The first, and worst, was the Hotel Amar in Agra. The hotel itself was acceptable, a bit threadbare and worn, but for a 3-star booked via the web for AU$47 (1750INR) via http://www.asiarooms.com/ it seemed OK. Later I realised that the price was much too high for the quality by Indian standards.
I arrived in Agra jet-lagged and sleepless after flying through the night from Hong Kong, arriving at Delhi at 2 am and being driven through the morning from there to Agra, arriving around 8am . The district was fairly rough and I didn't feel confident in walking around the area later. I was initially extremely pleased when I was offered an early check in after breakfast. I had a pleasant breakfast and I asked not to be disturbed; the reception staff reassured me that would be no problem and that I had a quiet room. The room was very large and the bed seemed comfortable so I went straight to bed. Eventually I managed to ignore the dripping tap in the bathroom and went to sleep about 9 am.
At about 9:30 the phone rang, waking me. But no-one was on the line. I eventually went back to sleep. An hour later it rang again; I tried not to answer but it just kept ringing. The telephone operator was on the line. She appeared to speak good English but totally ignored everything I said. She gave no reason for ringing and said she would send a man to the room. I asked her not to. She said she would send a man. I said please do not. Sure enough, a man arrived just as I got back to sleep. I got rather angry and again asked not to be disturbed; he disappeared in confusion.
I drifted off to sleep again after an hour or two. When the world's loudest vacuum cleaner took flight out side the room at 1pm I gave up. I rang my driver and spent the afternoon touring the Red Fort, something I had meant to do the following day after the Taj Mahal. That night, no-one had fixed the loudly dripping taps and toilet in the ancient bathroom. I finally fell asleep despite that, from exhaustion.
The sign outside the breakfast room advised that breakfast would be available from 6am. A sensible time when so many people are there to see the Taj Mahal at dawn. At 5:50 a half-dozen guests were waiting with me for the doors to open for breakfast; we saw occasional activity in the room, we waited, and we waited. Eventually one couple barged in and demanded breakfast at 6:20 and a large bowl of boiled eggs appeared.

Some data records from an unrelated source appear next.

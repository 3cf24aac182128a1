//! Repetition and conditional constructs.

use crate::{codec, Codec, Construct, Context, Error, Expr, Kind, Stream, Subcon, Value};
use bytes::BytesMut;

fn items<'v>(value: &'v Value, what: &'static str) -> Result<&'v [Value], Error> {
    value.as_list().ok_or(Error::InvalidValue {
        expected: what,
        found: value.kind(),
    })
}

/// A fixed or context-computed number of elements.
#[derive(Clone, Debug)]
pub struct Array {
    count: Expr,
    subcon: Codec,
}

impl Array {
    pub fn new(count: impl Into<Expr>, subcon: impl Construct + 'static) -> Self {
        Self {
            count: count.into(),
            subcon: codec(subcon),
        }
    }
}

impl Construct for Array {
    fn parse(&self, stream: &mut Stream<'_>, ctx: &Context<'_>) -> Result<Value, Error> {
        let count = self.count.eval_len(ctx)?;
        let mut out = Vec::with_capacity(count.min(stream.rest().len()));
        for _ in 0..count {
            out.push(self.subcon.parse(stream, ctx)?);
        }
        Ok(Value::List(out))
    }

    fn build(&self, value: &Value, buf: &mut BytesMut, ctx: &Context<'_>) -> Result<Value, Error> {
        let count = self.count.eval_len(ctx)?;
        let elements = items(value, "list")?;
        if elements.len() != count {
            return Err(Error::LengthMismatch(elements.len(), count));
        }
        let built = elements
            .iter()
            .map(|item| self.subcon.build(item, buf, ctx))
            .collect::<Result<Vec<_>, _>>()?;
        Ok(Value::List(built))
    }

    fn kind(&self) -> Kind {
        Kind::Array
    }

    fn subcons(&self) -> Vec<Subcon<'_>> {
        vec![Subcon::unnamed(&self.subcon)]
    }
}

/// Elements preceded by their count.
#[derive(Clone, Debug)]
pub struct PrefixedArray {
    count: Codec,
    subcon: Codec,
}

impl PrefixedArray {
    pub fn new(count: impl Construct + 'static, subcon: impl Construct + 'static) -> Self {
        Self {
            count: codec(count),
            subcon: codec(subcon),
        }
    }
}

impl Construct for PrefixedArray {
    fn parse(&self, stream: &mut Stream<'_>, ctx: &Context<'_>) -> Result<Value, Error> {
        let count = self.count.parse(stream, ctx)?.to_int()?;
        let count = usize::try_from(count).map_err(|_| Error::ValueOutOfRange(count, "length"))?;
        let mut out = Vec::with_capacity(count.min(stream.rest().len()));
        for _ in 0..count {
            out.push(self.subcon.parse(stream, ctx)?);
        }
        Ok(Value::List(out))
    }

    fn build(&self, value: &Value, buf: &mut BytesMut, ctx: &Context<'_>) -> Result<Value, Error> {
        let elements = items(value, "list")?;
        self.count.build(&Value::from(elements.len()), buf, ctx)?;
        let built = elements
            .iter()
            .map(|item| self.subcon.build(item, buf, ctx))
            .collect::<Result<Vec<_>, _>>()?;
        Ok(Value::List(built))
    }

    fn kind(&self) -> Kind {
        Kind::PrefixedArray
    }

    fn subcons(&self) -> Vec<Subcon<'_>> {
        vec![Subcon::unnamed(&self.count), Subcon::unnamed(&self.subcon)]
    }
}

/// Present only when the condition evaluates to non-zero.
#[derive(Clone, Debug)]
pub struct If {
    cond: Expr,
    subcon: Codec,
}

impl If {
    pub fn new(cond: impl Into<Expr>, subcon: impl Construct + 'static) -> Self {
        Self {
            cond: cond.into(),
            subcon: codec(subcon),
        }
    }
}

impl Construct for If {
    fn parse(&self, stream: &mut Stream<'_>, ctx: &Context<'_>) -> Result<Value, Error> {
        if self.cond.eval(ctx)? == 0 {
            return Ok(Value::None);
        }
        self.subcon.parse(stream, ctx)
    }

    fn build(&self, value: &Value, buf: &mut BytesMut, ctx: &Context<'_>) -> Result<Value, Error> {
        if self.cond.eval(ctx)? == 0 {
            return Ok(Value::None);
        }
        self.subcon.build(value, buf, ctx)
    }

    fn flag_build_none(&self) -> bool {
        self.subcon.flag_build_none()
    }

    fn kind(&self) -> Kind {
        Kind::If
    }

    fn subcons(&self) -> Vec<Subcon<'_>> {
        vec![Subcon::unnamed(&self.subcon)]
    }
}

#[cfg(test)]
mod tests {
    use super::*;
    use crate::{this, ConstructExt, Int};

    #[test]
    fn test_array() {
        let codec = Array::new(3, Int::u16_be());
        let parsed = codec.parse_exact(&[0, 1, 0, 2, 0, 3]).unwrap();
        assert_eq!(
            parsed,
            Value::List(vec![Value::Int(1), Value::Int(2), Value::Int(3)])
        );
        assert_eq!(
            &codec.build_bytes(&parsed).unwrap()[..],
            &[0, 1, 0, 2, 0, 3]
        );
        assert!(matches!(
            codec.build_bytes(&Value::List(vec![Value::Int(1)])),
            Err(Error::LengthMismatch(1, 3))
        ));
        assert!(matches!(
            codec.build_bytes(&Value::Int(1)),
            Err(Error::InvalidValue { expected: "list", .. })
        ));
    }

    #[test]
    fn test_array_count_from_context() {
        let mut ctx = Context::new();
        ctx.insert("n", Value::Int(2));
        let codec = Array::new(this("n"), Int::u8());
        let mut stream = Stream::new(&[5, 6, 7]);
        assert_eq!(
            codec.parse(&mut stream, &ctx).unwrap(),
            Value::List(vec![Value::Int(5), Value::Int(6)])
        );
    }

    #[test]
    fn test_prefixed_array() {
        let codec = PrefixedArray::new(Int::u8(), Int::u8());
        let value = Value::List(vec![Value::Int(9), Value::Int(8)]);
        let built = codec.build_bytes(&value).unwrap();
        assert_eq!(&built[..], &[2, 9, 8]);
        assert_eq!(codec.parse_exact(&built).unwrap(), value);
        assert!(matches!(codec.parse_bytes(&[3, 1]), Err(Error::EndOfBuffer)));
    }

    #[test]
    fn test_if() {
        let mut ctx = Context::new();
        ctx.insert("present", Value::Bool(false));
        let codec = If::new(this("present"), Int::u8());
        let mut stream = Stream::new(&[1]);
        assert_eq!(codec.parse(&mut stream, &ctx).unwrap(), Value::None);
        assert_eq!(stream.tell(), 0);

        ctx.insert("present", Value::Bool(true));
        assert_eq!(codec.parse(&mut stream, &ctx).unwrap(), Value::Int(1));

        let mut buf = BytesMut::new();
        codec.build(&Value::Int(4), &mut buf, &ctx).unwrap();
        assert_eq!(&buf[..], &[4]);
        assert!(!codec.flag_build_none());
    }
}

I, and the other guests waiting with me, missed those dawn photos. Later, at checkout, there seemed to be staff I had never seen with cheshire cat smiles and outstretched palms every two paces eagerly trying to qualify for a departure tip. They failed.

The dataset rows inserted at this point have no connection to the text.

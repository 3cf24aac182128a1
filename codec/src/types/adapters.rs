//! Constructs that wrap a single subconstruct and reinterpret or annotate its value.

use crate::{codec, Codec, Construct, Context, EnumInt, Error, Kind, Preset, Stream, Subcon, Value};
use bytes::BytesMut;
use std::{fmt, sync::Arc};

type DefaultFn = Arc<dyn Fn(&Context<'_>) -> Result<Value, Error> + Send + Sync>;

/// Source of the value a [Defaulted] construct builds when given [Value::None].
#[derive(Clone)]
pub enum DefaultSource {
    Static(Value),
    Computed(DefaultFn),
}

impl fmt::Debug for DefaultSource {
    fn fmt(&self, f: &mut fmt::Formatter<'_>) -> fmt::Result {
        match self {
            DefaultSource::Static(v) => f.debug_tuple("Static").field(v).finish(),
            DefaultSource::Computed(_) => f.write_str("Computed(<fn>)"),
        }
    }
}

/// Builds a default when no value is supplied; parses like its subconstruct.
#[derive(Clone, Debug)]
pub struct Defaulted {
    subcon: Codec,
    default: DefaultSource,
}

impl Defaulted {
    pub fn new(subcon: impl Construct + 'static, value: impl Into<Value>) -> Self {
        Self {
            subcon: codec(subcon),
            default: DefaultSource::Static(value.into()),
        }
    }

    /// A default derived from the build context (for example a length or checksum).
    pub fn computed<F>(subcon: impl Construct + 'static, f: F) -> Self
    where
        F: Fn(&Context<'_>) -> Result<Value, Error> + Send + Sync + 'static,
    {
        Self {
            subcon: codec(subcon),
            default: DefaultSource::Computed(Arc::new(f)),
        }
    }
}

impl Construct for Defaulted {
    fn parse(&self, stream: &mut Stream<'_>, ctx: &Context<'_>) -> Result<Value, Error> {
        self.subcon.parse(stream, ctx)
    }

    fn build(&self, value: &Value, buf: &mut BytesMut, ctx: &Context<'_>) -> Result<Value, Error> {
        if !value.is_none() {
            return self.subcon.build(value, buf, ctx);
        }
        let value = match &self.default {
            DefaultSource::Static(v) => v.clone(),
            DefaultSource::Computed(f) => f(ctx)?,
        };
        self.subcon.build(&value, buf, ctx)
    }

    fn flag_build_none(&self) -> bool {
        true
    }

    fn preset(&self) -> Option<Preset> {
        match &self.default {
            DefaultSource::Static(v) => Some(Preset::Static(v.clone())),
            DefaultSource::Computed(_) => Some(Preset::Computed),
        }
    }

    fn kind(&self) -> Kind {
        Kind::Default
    }

    fn subcons(&self) -> Vec<Subcon<'_>> {
        vec![Subcon::unnamed(&self.subcon)]
    }
}

/// Maps an integer subconstruct onto named members.
///
/// Parsing yields [Value::Enum] with the member label when the integer is known and no label
/// otherwise; unknown integers are never an error. Build accepts an enumeration value, a plain
/// integer, or a member label.
#[derive(Clone, Debug)]
pub struct Enum {
    subcon: Codec,
    members: Vec<(String, i128)>,
}

impl Enum {
    pub fn new<N: Into<String>>(
        subcon: impl Construct + 'static,
        members: impl IntoIterator<Item = (N, i128)>,
    ) -> Self {
        Self {
            subcon: codec(subcon),
            members: members.into_iter().map(|(n, v)| (n.into(), v)).collect(),
        }
    }

    pub fn members(&self) -> &[(String, i128)] {
        &self.members
    }

    fn label(&self, value: i128) -> Option<String> {
        self.members
            .iter()
            .find(|(_, v)| *v == value)
            .map(|(n, _)| n.clone())
    }
}

impl Construct for Enum {
    fn parse(&self, stream: &mut Stream<'_>, ctx: &Context<'_>) -> Result<Value, Error> {
        let value = self.subcon.parse(stream, ctx)?.to_int()?;
        Ok(Value::Enum(EnumInt::new(value, self.label(value))))
    }

    fn build(&self, value: &Value, buf: &mut BytesMut, ctx: &Context<'_>) -> Result<Value, Error> {
        let raw = match value {
            Value::Str(label) => self
                .members
                .iter()
                .find(|(n, _)| n == label)
                .map(|(_, v)| *v)
                .ok_or_else(|| Error::UnknownLabel(label.clone()))?,
            other => other.to_int()?,
        };
        self.subcon.build(&Value::Int(raw), buf, ctx)?;
        Ok(Value::Enum(EnumInt::new(raw, self.label(raw))))
    }

    fn kind(&self) -> Kind {
        Kind::Enum
    }

    fn subcons(&self) -> Vec<Subcon<'_>> {
        vec![Subcon::unnamed(&self.subcon)]
    }
}

pub type ParsedHook = Arc<dyn Fn(Value, &Context<'_>) -> Result<Value, Error> + Send + Sync>;

/// Attaches documentation and a post-parse hook without changing the wire format.
#[derive(Clone)]
pub struct Renamed {
    subcon: Codec,
    doc: Option<String>,
    parsed: Option<ParsedHook>,
}

impl Renamed {
    pub fn new(subcon: impl Construct + 'static) -> Self {
        Self {
            subcon: codec(subcon),
            doc: None,
            parsed: None,
        }
    }

    pub fn with_doc(mut self, doc: impl Into<String>) -> Self {
        self.doc = Some(doc.into());
        self
    }

    pub fn with_parsed(mut self, hook: ParsedHook) -> Self {
        self.parsed = Some(hook);
        self
    }

    pub fn doc(&self) -> Option<&str> {
        self.doc.as_deref()
    }
}

impl fmt::Debug for Renamed {
    fn fmt(&self, f: &mut fmt::Formatter<'_>) -> fmt::Result {
        f.debug_struct("Renamed")
            .field("subcon", &self.subcon)
            .field("doc", &self.doc)
            .field("parsed", &self.parsed.as_ref().map(|_| "<fn>"))
            .finish()
    }
}

impl Construct for Renamed {
    fn parse(&self, stream: &mut Stream<'_>, ctx: &Context<'_>) -> Result<Value, Error> {
        let value = self.subcon.parse(stream, ctx)?;
        match &self.parsed {
            Some(hook) => hook(value, ctx),
            None => Ok(value),
        }
    }

    fn build(&self, value: &Value, buf: &mut BytesMut, ctx: &Context<'_>) -> Result<Value, Error> {
        self.subcon.build(value, buf, ctx)
    }

    fn flag_build_none(&self) -> bool {
        self.subcon.flag_build_none()
    }

    fn preset(&self) -> Option<Preset> {
        self.subcon.preset()
    }

    fn kind(&self) -> Kind {
        Kind::Renamed
    }

    fn subcons(&self) -> Vec<Subcon<'_>> {
        vec![Subcon::unnamed(&self.subcon)]
    }
}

The next hotel I stayed at was the Arya Niwas in Jaipur. It is only a two-star, but the attitude to the customer was so dramatically different it was like stepping into a different world.
I had booked via the web. No deposit was needed, simply a phone call before 4pm on the arrival day to confirm I would be there. The district was not salubrious by Western standards, but I walked alone around the district quite happily during the next couple of days and never felt threatened. Like the Hotel Amar it isn’t brand new, but it is well-maintained. For 950INR (AU$25) the air-conditioned single room was adequate, the bed was comfortable and the air-con worked quietly. The hotel had a no-tips policy, with large signs reminding customers and staff of that policy.

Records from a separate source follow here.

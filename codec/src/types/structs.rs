//! Struct-like composites: named fields parsed in order, aligned, overlaid, or bit-addressed.

use crate::{
    codec,
    util::{bits_to_bytes, bytes_to_bits},
    Codec, Construct, Container, Context, Error, Kind, Stream, Subcon, Value,
};
use bytes::{BufMut, BytesMut};

type Fields = Vec<(String, Codec)>;

fn as_container(value: &Value) -> Result<Container, Error> {
    match value {
        Value::None => Ok(Container::new()),
        Value::Map(map) => Ok(map.clone()),
        other => Err(Error::InvalidValue {
            expected: "map",
            found: other.kind(),
        }),
    }
}

fn padding(size: usize, modulus: usize) -> usize {
    (modulus - size % modulus) % modulus
}

fn parse_fields(
    fields: &Fields,
    modulus: Option<usize>,
    stream: &mut Stream<'_>,
    ctx: &Context<'_>,
) -> Result<Value, Error> {
    let mut scope = Context::child(ctx);
    let mut out = Container::with_capacity(fields.len());
    for (name, subcon) in fields {
        let start = stream.tell();
        let value = subcon.parse(stream, &scope)?;
        if let Some(modulus) = modulus {
            stream.read_units(padding(stream.tell() - start, modulus))?;
        }
        scope.insert(name.as_str(), value.clone());
        out.insert(name.as_str(), value);
    }
    Ok(Value::Map(out))
}

fn build_fields(
    fields: &Fields,
    modulus: Option<usize>,
    value: &Value,
    buf: &mut BytesMut,
    ctx: &Context<'_>,
) -> Result<Value, Error> {
    let input = as_container(value)?;
    let mut scope = Context::child(ctx);
    scope.extend(&input);
    let mut out = Container::with_capacity(fields.len());
    for (name, subcon) in fields {
        let item = match input.get(name) {
            Some(item) => item.clone(),
            None if subcon.flag_build_none() => Value::None,
            None => return Err(Error::MissingValue(name.clone())),
        };
        let start = buf.len();
        let built = subcon.build(&item, buf, &scope)?;
        if let Some(modulus) = modulus {
            buf.put_bytes(0, padding(buf.len() - start, modulus));
        }
        scope.insert(name.as_str(), built.clone());
        out.insert(name.as_str(), built);
    }
    Ok(Value::Map(out))
}

fn named(fields: &Fields) -> Vec<Subcon<'_>> {
    fields
        .iter()
        .map(|(name, subcon)| Subcon::named(name, subcon))
        .collect()
}

/// Named fields parsed and built in order.
///
/// Each field sees the fields before it through the context. Building from [Value::None] is the
/// same as building from an empty map, so a struct whose fields all have defaults needs no input.
#[derive(Clone, Debug, Default)]
pub struct Struct {
    fields: Fields,
}

impl Struct {
    pub fn new() -> Self {
        Self::default()
    }

    pub fn field(mut self, name: impl Into<String>, subcon: impl Construct + 'static) -> Self {
        self.fields.push((name.into(), codec(subcon)));
        self
    }

    /// Appends an already shared codec.
    pub fn push(&mut self, name: impl Into<String>, subcon: Codec) {
        self.fields.push((name.into(), subcon));
    }
}

impl Construct for Struct {
    fn parse(&self, stream: &mut Stream<'_>, ctx: &Context<'_>) -> Result<Value, Error> {
        parse_fields(&self.fields, None, stream, ctx)
    }

    fn build(&self, value: &Value, buf: &mut BytesMut, ctx: &Context<'_>) -> Result<Value, Error> {
        build_fields(&self.fields, None, value, buf, ctx)
    }

    fn kind(&self) -> Kind {
        Kind::Struct
    }

    fn subcons(&self) -> Vec<Subcon<'_>> {
        named(&self.fields)
    }
}

/// Like [Struct], but every field is padded to a multiple of `modulus` units.
#[derive(Clone, Debug)]
pub struct AlignedStruct {
    modulus: usize,
    fields: Fields,
}

impl AlignedStruct {
    /// # Panics
    ///
    /// Panics if `modulus` is zero.
    pub fn new(modulus: usize) -> Self {
        assert!(modulus > 0, "alignment modulus must be positive");
        Self {
            modulus,
            fields: Vec::new(),
        }
    }

    pub fn field(mut self, name: impl Into<String>, subcon: impl Construct + 'static) -> Self {
        self.fields.push((name.into(), codec(subcon)));
        self
    }

    pub fn push(&mut self, name: impl Into<String>, subcon: Codec) {
        self.fields.push((name.into(), subcon));
    }

    pub fn modulus(&self) -> usize {
        self.modulus
    }
}

impl Construct for AlignedStruct {
    fn parse(&self, stream: &mut Stream<'_>, ctx: &Context<'_>) -> Result<Value, Error> {
        parse_fields(&self.fields, Some(self.modulus), stream, ctx)
    }

    fn build(&self, value: &Value, buf: &mut BytesMut, ctx: &Context<'_>) -> Result<Value, Error> {
        build_fields(&self.fields, Some(self.modulus), value, buf, ctx)
    }

    fn kind(&self) -> Kind {
        Kind::AlignedStruct
    }

    fn subcons(&self) -> Vec<Subcon<'_>> {
        named(&self.fields)
    }
}

/// Overlaid alternatives, all parsed from the same origin.
///
/// After parsing, the stream is left at the end of the `parse_from` alternative when one is set
/// and at the origin otherwise. Building writes only the first alternative present in the input
/// (or the first one that can build from nothing).
#[derive(Clone, Debug, Default)]
pub struct Union {
    parse_from: Option<String>,
    fields: Fields,
}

On my first night there was some minor noise from the stairwell beside the room when someone appeared to clump down the stairs in hob-nailed boots. I mentioned that in the morning, in passing but not as a complaint. I probably noticed the noise more than usual after my bad experience in Agra and also because the ambient noise in the hotel was extremely quiet. That evening I found that I had been moved to a better room on a different floor, for no extra charge and no tip expected.
The restaurant was excellent and cheap, as also was the laundry service. It had elements of a back-packer atmosphere, with a book-swap service and a common-room area, but the other guests seemed a little above the back-packer level. No noisy parties or drunken yobboes. For a traveller like myself it was perfect, and after the Agra Hotel Amar it seemed like paradise. I had initially booked for two nights. The first thing I did after the first night was extend for an extra night.
Forget the frills; when it comes to the crunch the critical things that will determine whether a traveller has a good or bad hotel experience are a quiet room, a comfortable bed and staff who understand the customer's needs.